### Work instruction
Provide an exact copy of the lines from the beginning of the records through the line that includes "pub fn contains(&self, date: NaiveDate)", and of no others.
-- Opening Marker --
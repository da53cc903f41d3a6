//! Database migrations.
//!
//! Migrations are managed using sea-orm-migration. They create a local copy of
//! the warehouse invoice tables for development and integration tests.

pub use sea_orm_migration::prelude::*;

mod m20261018_000001_invoices;

/// Migrator for running database migrations.
pub struct Migrator;

#[async_trait::async_trait]
impl MigratorTrait for Migrator {
    fn migrations() -> Vec<Box<dyn MigrationTrait>> {
        vec![Box::new(m20261018_000001_invoices::Migration)]
    }
}
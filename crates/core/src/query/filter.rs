//! User-supplied invoice filters.

use std::collections::BTreeSet;

use chrono::NaiveDate;
use serde::{Deserialize, Serialize};

use super::error::QueryError;
use crate::invoice::{Invoice, InvoiceStatus};

/// Inclusive invoice date range.
#[derive(Debug, Clone, Copy, PartialEq, Eq, Serialize, Deserialize)]
pub struct DateRange {
    /// First invoice date included.
    pub start: NaiveDate,
    /// Last invoice date included.
    pub end: NaiveDate,
}

impl DateRange {
    /// Creates a range, rejecting `start > end`.
    pub fn new(start: NaiveDate, end: NaiveDate) -> Result<Self, QueryError> {
        if start > end {
            return Err(QueryError::InvalidDateRange { start, end });
        }
        Ok(Self { start, end })
    }

    /// Builds a range from optional bounds.
    ///
    /// A range needs both ends; a lone bound imposes no date constraint.
    pub fn from_bounds(
        start: Option<NaiveDate>,
        end: Option<NaiveDate>,
    ) -> Result<Option<Self>, QueryError> {
        match (start, end) {
            (Some(start), Some(end)) => Self::new(start, end).map(Some),
            _ => Ok(None),
        }
    }

    /// Whether `date` falls inside the range.
    #[must_use]
    pub fn contains(&self, date: NaiveDate) -> bool {
        self.start <= date && date <= self.end
    }
}

/// Filters for one AR or AP submission. The default filter matches every row.
#[derive(Debug, Clone, Default, PartialEq, Eq, Serialize, Deserialize)]
pub struct InvoiceFilter {
    /// Optional invoice date range.
    pub date_range: Option<DateRange>,
    /// Optional case-insensitive counterparty substring.
    pub name: Option<String>,
    /// Allowed statuses; empty means all.
    pub statuses: BTreeSet<InvoiceStatus>,
}

impl InvoiceFilter {
    /// Restricts to an invoice date range.
    #[must_use]
    pub fn with_date_range(mut self, range: DateRange) -> Self {
        self.date_range = Some(range);
        self
    }

    /// Restricts to counterparties containing `name`, trimmed. Blank names are ignored.
    #[must_use]
    pub fn with_name(mut self, name: impl Into<String>) -> Self {
        let name = name.into();
        let trimmed = name.trim();
        self.name = (!trimmed.is_empty()).then(|| trimmed.to_string());
        self
    }

    /// Adds an allowed status.
    #[must_use]
    pub fn with_status(mut self, status: InvoiceStatus) -> Self {
        self.statuses.insert(status);
        self
    }

    /// Returns the name filter if it constrains anything.
    #[must_use]
    pub fn name_filter(&self) -> Option<&str> {
        self.name.as_deref().filter(|n| !n.trim().is_empty())
    }

    /// Returns the statuses to constrain on, or `None` when every status is allowed.
    #[must_use]
    pub fn status_filter(&self) -> Option<Vec<InvoiceStatus>> {
        if self.statuses.is_empty() || self.statuses.len() == InvoiceStatus::ALL.len() {
            None
        } else {
            Some(self.statuses.iter().copied().collect())
        }
    }

    /// In-memory evaluation of the filter, same semantics as the SQL the builder emits.
    #[must_use]
    pub fn matches(&self, invoice: &Invoice) -> bool {
        if let Some(range) = &self.date_range
            && !range.contains(invoice.invoice_date)
        {
            return false;
        }
        if let Some(name) = self.name_filter()
            && !invoice
                .counterparty_name
                .to_lowercase()
                .contains(&name.to_lowercase())
        {
            return false;
        }
        self.status_filter()
            .is_none_or(|statuses| statuses.contains(&invoice.status))
    }
}

/// Parses a comma-separated status list such as `Paid,Partially Paid`.
///
/// Empty entries are skipped, so an empty string yields an empty set.
pub fn parse_status_list(raw: &str) -> Result<BTreeSet<InvoiceStatus>, QueryError> {
    raw.split(',')
        .map(str::trim)
        .filter(|part| !part.is_empty())
        .map(|part| part.parse::<InvoiceStatus>().map_err(QueryError::from))
        .collect()
}

#[cfg(test)]
mod tests {
    use super::*;
    use rust_decimal_macros::dec;

    fn date(y: i32, m: u32, d: u32) -> NaiveDate {
        NaiveDate::from_ymd_opt(y, m, d).unwrap()
    }

    fn invoice(name: &str, invoice_date: NaiveDate, status: InvoiceStatus) -> Invoice {
        Invoice {
            id: format!("INV-{name}"),
            counterparty_name: name.to_string(),
            invoice_date,
            due_date: invoice_date,
            amount: dec!(1),
            status,
        }
    }

    #[test]
    fn test_date_range_rejects_reversed() {
        let err = DateRange::new(date(2026, 2, 1), date(2026, 1, 1)).unwrap_err();
        assert!(matches!(err, QueryError::InvalidDateRange { .. }));
    }

    #[test]
    fn test_date_range_from_bounds() {
        assert_eq!(DateRange::from_bounds(None, None).unwrap(), None);
        assert_eq!(DateRange::from_bounds(Some(date(2026, 1, 1)), None), Ok(None));
        assert_eq!(DateRange::from_bounds(None, Some(date(2026, 1, 31))), Ok(None));
        assert!(DateRange::from_bounds(Some(date(2026, 2, 1)), Some(date(2026, 1, 1))).is_err());
        let range = DateRange::from_bounds(Some(date(2026, 1, 1)), Some(date(2026, 1, 31)))
            .unwrap()
            .unwrap();
        assert!(range.contains(date(2026, 1, 1)));
        assert!(range.contains(date(2026, 1, 31)));
        assert!(!range.contains(date(2026, 2, 1)));
    }

    #[test]
    fn test_default_filter_matches_everything() {
        let filter = InvoiceFilter::default();
        for status in InvoiceStatus::ALL {
            assert!(filter.matches(&invoice("Anyone", date(1999, 1, 1), status)));
        }
    }

    #[test]
    fn test_name_match_is_case_insensitive_substring() {
        let filter = InvoiceFilter::default().with_name("acme");
        assert!(filter.matches(&invoice("ACME Corp", date(2026, 1, 1), InvoiceStatus::Paid)));
        assert!(filter.matches(&invoice("Big Acme", date(2026, 1, 1), InvoiceStatus::Paid)));
        assert!(!filter.matches(&invoice("Globex", date(2026, 1, 1), InvoiceStatus::Paid)));
    }

    #[test]
    fn test_name_is_trimmed() {
        let filter = InvoiceFilter::default().with_name("  acme \t");
        assert_eq!(filter.name_filter(), Some("acme"));
        assert!(filter.matches(&invoice("Acme Corp", date(2026, 1, 1), InvoiceStatus::Unpaid)));
    }

    #[test]
    fn test_blank_name_is_ignored() {
        let filter = InvoiceFilter::default().with_name("   ");
        assert_eq!(filter.name, None);
        assert_eq!(filter.name_filter(), None);
    }

    #[test]
    fn test_status_filter() {
        let filter = InvoiceFilter::default().with_status(InvoiceStatus::Unpaid);
        assert!(filter.matches(&invoice("A", date(2026, 1, 1), InvoiceStatus::Unpaid)));
        assert!(!filter.matches(&invoice("A", date(2026, 1, 1), InvoiceStatus::Paid)));

        let all = InvoiceStatus::ALL
            .into_iter()
            .fold(InvoiceFilter::default(), InvoiceFilter::with_status);
        assert_eq!(all.status_filter(), None);
    }

    #[test]
    fn test_parse_status_list() {
        let parsed = parse_status_list("Paid, Partially Paid,,").unwrap();
        assert_eq!(
            parsed.into_iter().collect::<Vec<_>>(),
            vec![InvoiceStatus::Paid, InvoiceStatus::PartiallyPaid]
        );
        assert!(parse_status_list("").unwrap().is_empty());
        assert!(parse_status_list("Paid,Refunded").is_err());
    }
}
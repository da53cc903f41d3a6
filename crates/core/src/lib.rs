//! Core AR/AP reporting logic.
//!
//! This crate contains pure business logic with ZERO web or database dependencies.
//! Invoice types, query construction, aggregation and CSV export live here.
//!
//! # Modules
//!
//! - `invoice` - Invoice rows, statuses, ledgers and derived fields
//! - `aging` - Aging bucket classification
//! - `query` - Filters and parameterized query building
//! - `source` - The `InvoiceSource` seam and an in-memory implementation
//! - `reports` - Metrics, summaries, aging pivot and trend
//! - `export` - CSV export and import

pub mod aging;
pub mod export;
pub mod invoice;
pub mod query;
pub mod reports;
pub mod source;
//! Invoice with fields derived against an as-of date.

use chrono::NaiveDate;
use serde::{Deserialize, Serialize};

use super::types::{Invoice, InvoiceMonth};
use crate::aging::AgingBucket;

/// Raw invoice plus derived reporting fields.
#[derive(Debug, Clone, PartialEq, Eq, Serialize, Deserialize)]
pub struct InvoiceRow {
    /// The fetched invoice.
    #[serde(flatten)]
    pub invoice: Invoice,
    /// Days past due (negative when not yet due).
    pub days_overdue: i64,
    /// Aging classification of `days_overdue`.
    pub aging_bucket: AgingBucket,
    /// Month of the invoice date.
    pub invoice_month: InvoiceMonth,
    /// Unpaid and past due.
    pub is_overdue: bool,
}

impl InvoiceRow {
    /// Derives reporting fields for `invoice` as of `as_of`.
    #[must_use]
    pub fn derive(invoice: Invoice, as_of: NaiveDate) -> Self {
        let days_overdue = invoice.days_overdue(as_of);
        Self {
            days_overdue,
            aging_bucket: AgingBucket::from_days(days_overdue),
            invoice_month: invoice.invoice_month(),
            is_overdue: invoice.is_overdue(as_of),
            invoice,
        }
    }
}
-- Closing Marker --
### Written answer
repository da53cc903f41d3a6
//! Database migrations.
//!
//! Migrations are managed using sea-orm-migration. They create a local copy of
//! the warehouse invoice tables for development and integration tests.

pub use sea_orm_migration::prelude::*;

mod m20261018_000001_invoices;

/// Migrator for running database migrations.
pub struct Migrator;

#[async_trait::async_trait]
impl MigratorTrait for Migrator {
    fn migrations() -> Vec<Box<dyn MigrationTrait>> {
        vec![Box::new(m20261018_000001_invoices::Migration)]
    }
}
filename crates/core/src/query/filter.rs
//! User-supplied invoice filters.

use std::collections::BTreeSet;

use chrono::NaiveDate;
use serde::{Deserialize, Serialize};

use super::error::QueryError;
use crate::invoice::{Invoice, InvoiceStatus};

/// Inclusive invoice date range.
#[derive(Debug, Clone, Copy, PartialEq, Eq, Serialize, Deserialize)]
pub struct DateRange {
    /// First invoice date included.
    pub start: NaiveDate,
    /// Last invoice date included.
    pub end: NaiveDate,
}

impl DateRange {
    /// Creates a range, rejecting `start > end`.
    pub fn new(start: NaiveDate, end: NaiveDate) -> Result<Self, QueryError> {
        if start > end {
            return Err(QueryError::InvalidDateRange { start, end });
        }
        Ok(Self { start, end })
    }

    /// Builds a range from optional bounds.
    ///
    /// A range needs both ends; a lone bound imposes no date constraint.
    pub fn from_bounds(
        start: Option<NaiveDate>,
        end: Option<NaiveDate>,
    ) -> Result<Option<Self>, QueryError> {
        match (start, end) {
            (Some(start), Some(end)) => Self::new(start, end).map(Some),
            _ => Ok(None),
        }
    }

    /// Whether `date` falls inside the range.
    #[must_use]
    pub fn contains(&self, date: NaiveDate) -> bool {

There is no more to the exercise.